| Data section |
*-*-*

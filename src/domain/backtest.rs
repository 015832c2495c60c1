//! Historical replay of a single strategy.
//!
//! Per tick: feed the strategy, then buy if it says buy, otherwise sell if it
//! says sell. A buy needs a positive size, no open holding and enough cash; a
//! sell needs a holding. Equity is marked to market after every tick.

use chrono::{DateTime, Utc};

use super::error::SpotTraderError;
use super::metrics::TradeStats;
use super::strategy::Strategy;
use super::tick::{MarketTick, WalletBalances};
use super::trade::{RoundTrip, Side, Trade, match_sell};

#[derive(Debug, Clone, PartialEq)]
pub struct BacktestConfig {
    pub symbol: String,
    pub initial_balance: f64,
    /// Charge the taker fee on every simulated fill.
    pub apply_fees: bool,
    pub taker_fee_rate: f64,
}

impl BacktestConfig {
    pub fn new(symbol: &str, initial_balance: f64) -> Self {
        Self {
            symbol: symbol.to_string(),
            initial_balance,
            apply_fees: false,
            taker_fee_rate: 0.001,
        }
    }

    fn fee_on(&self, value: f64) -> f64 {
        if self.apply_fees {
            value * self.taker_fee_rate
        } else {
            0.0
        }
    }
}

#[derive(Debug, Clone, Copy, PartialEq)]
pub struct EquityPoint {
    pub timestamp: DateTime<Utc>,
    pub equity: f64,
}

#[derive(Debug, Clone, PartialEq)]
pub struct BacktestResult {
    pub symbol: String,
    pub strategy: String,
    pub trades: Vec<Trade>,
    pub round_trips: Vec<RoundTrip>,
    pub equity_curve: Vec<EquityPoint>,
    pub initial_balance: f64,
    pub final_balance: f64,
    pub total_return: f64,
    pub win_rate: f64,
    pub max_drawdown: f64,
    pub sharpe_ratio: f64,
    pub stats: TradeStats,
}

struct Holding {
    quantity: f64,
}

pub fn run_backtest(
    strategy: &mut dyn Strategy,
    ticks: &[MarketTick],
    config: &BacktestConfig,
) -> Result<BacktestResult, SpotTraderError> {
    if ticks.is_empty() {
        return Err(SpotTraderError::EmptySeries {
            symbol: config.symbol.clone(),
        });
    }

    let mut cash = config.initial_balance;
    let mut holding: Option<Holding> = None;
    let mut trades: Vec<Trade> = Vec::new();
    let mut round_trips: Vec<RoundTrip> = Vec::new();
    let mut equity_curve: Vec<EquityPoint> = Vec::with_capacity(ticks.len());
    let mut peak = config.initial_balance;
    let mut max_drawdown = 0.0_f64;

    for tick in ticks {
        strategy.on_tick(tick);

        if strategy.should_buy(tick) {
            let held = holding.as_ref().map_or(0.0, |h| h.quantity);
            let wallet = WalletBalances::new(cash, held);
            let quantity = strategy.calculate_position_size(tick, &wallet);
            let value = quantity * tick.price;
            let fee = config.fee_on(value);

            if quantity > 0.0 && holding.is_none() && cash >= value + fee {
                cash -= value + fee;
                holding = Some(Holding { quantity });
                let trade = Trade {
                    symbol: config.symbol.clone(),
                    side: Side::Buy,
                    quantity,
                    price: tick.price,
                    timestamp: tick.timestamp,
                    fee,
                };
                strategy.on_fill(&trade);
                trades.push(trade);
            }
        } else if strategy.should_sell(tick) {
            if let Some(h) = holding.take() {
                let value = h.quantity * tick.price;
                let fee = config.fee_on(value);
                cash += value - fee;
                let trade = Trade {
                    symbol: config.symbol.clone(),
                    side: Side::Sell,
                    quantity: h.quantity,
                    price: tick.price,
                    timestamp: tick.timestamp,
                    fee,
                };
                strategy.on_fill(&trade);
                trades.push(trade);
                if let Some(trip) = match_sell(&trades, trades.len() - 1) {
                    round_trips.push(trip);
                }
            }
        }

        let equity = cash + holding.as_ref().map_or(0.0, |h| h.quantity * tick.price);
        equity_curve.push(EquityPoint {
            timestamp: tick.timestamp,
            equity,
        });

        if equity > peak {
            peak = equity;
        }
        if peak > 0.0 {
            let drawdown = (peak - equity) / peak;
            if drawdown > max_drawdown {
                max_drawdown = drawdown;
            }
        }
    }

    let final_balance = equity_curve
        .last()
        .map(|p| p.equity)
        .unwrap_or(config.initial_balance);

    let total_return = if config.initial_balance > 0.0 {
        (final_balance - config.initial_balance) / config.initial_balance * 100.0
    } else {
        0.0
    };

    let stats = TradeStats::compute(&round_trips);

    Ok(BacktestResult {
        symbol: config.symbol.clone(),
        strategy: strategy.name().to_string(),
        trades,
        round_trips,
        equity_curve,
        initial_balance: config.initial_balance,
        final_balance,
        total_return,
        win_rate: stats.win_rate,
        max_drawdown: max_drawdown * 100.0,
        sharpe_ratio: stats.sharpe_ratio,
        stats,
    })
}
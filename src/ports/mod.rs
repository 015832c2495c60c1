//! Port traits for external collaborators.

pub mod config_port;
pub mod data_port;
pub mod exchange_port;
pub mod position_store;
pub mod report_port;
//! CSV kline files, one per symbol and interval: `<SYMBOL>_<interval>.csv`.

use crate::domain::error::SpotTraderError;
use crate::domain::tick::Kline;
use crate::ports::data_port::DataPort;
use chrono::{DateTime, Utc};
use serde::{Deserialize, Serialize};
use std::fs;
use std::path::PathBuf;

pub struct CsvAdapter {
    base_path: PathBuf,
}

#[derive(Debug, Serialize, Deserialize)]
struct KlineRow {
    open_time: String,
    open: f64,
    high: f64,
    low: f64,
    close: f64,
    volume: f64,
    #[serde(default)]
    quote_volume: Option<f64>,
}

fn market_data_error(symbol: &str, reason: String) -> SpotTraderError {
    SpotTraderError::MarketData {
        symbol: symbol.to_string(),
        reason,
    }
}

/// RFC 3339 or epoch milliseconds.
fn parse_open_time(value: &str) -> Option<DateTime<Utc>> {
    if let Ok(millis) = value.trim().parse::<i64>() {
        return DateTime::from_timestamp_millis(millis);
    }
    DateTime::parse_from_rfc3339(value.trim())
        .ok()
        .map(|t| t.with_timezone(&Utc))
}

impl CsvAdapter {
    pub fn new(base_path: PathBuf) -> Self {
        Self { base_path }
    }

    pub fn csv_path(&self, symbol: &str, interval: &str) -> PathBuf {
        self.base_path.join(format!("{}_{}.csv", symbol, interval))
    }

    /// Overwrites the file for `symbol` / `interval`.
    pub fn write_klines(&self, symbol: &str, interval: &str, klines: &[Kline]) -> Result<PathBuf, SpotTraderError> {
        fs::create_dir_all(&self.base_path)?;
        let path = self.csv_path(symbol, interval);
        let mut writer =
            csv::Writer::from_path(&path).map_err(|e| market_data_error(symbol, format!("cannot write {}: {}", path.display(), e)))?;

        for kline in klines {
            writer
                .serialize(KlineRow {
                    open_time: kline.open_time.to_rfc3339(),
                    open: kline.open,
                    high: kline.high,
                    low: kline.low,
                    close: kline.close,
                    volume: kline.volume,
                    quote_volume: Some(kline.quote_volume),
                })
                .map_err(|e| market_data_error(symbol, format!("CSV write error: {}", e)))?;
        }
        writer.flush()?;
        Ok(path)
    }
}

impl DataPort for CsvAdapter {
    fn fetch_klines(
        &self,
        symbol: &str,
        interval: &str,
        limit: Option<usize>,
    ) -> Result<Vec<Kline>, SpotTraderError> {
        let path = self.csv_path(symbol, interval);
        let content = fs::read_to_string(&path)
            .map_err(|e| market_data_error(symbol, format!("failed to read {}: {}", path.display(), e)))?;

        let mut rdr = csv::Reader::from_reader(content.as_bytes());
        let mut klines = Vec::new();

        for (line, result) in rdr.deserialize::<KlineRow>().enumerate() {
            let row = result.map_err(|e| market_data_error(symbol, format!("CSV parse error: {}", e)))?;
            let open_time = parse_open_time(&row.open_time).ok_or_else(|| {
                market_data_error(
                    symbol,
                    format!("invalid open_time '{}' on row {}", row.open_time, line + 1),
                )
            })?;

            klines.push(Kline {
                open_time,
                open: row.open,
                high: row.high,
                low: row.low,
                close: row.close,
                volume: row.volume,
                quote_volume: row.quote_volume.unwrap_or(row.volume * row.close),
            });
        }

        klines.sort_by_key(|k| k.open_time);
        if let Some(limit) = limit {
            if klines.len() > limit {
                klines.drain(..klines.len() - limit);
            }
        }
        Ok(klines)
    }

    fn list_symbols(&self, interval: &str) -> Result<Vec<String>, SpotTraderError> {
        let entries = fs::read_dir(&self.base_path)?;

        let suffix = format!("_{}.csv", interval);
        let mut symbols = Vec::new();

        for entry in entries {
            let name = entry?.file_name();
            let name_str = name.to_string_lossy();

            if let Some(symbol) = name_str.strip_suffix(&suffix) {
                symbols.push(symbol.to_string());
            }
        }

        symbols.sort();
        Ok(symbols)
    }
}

*-*-*

| What to do |
The lines running from the start of the data through the one that contains "use super::error::SpotTraderError;" should be reproduced exactly, and only those.

| Answer section |
filename src/domain/backtest.rs
repository 015832c2495c60c1
//! Historical replay of a single strategy.
//!
//! Per tick: feed the strategy, then buy if it says buy, otherwise sell if it
//! says sell. A buy needs a positive size, no open holding and enough cash; a
//! sell needs a holding. Equity is marked to market after every tick.

use chrono::{DateTime, Utc};

use super::error::SpotTraderError;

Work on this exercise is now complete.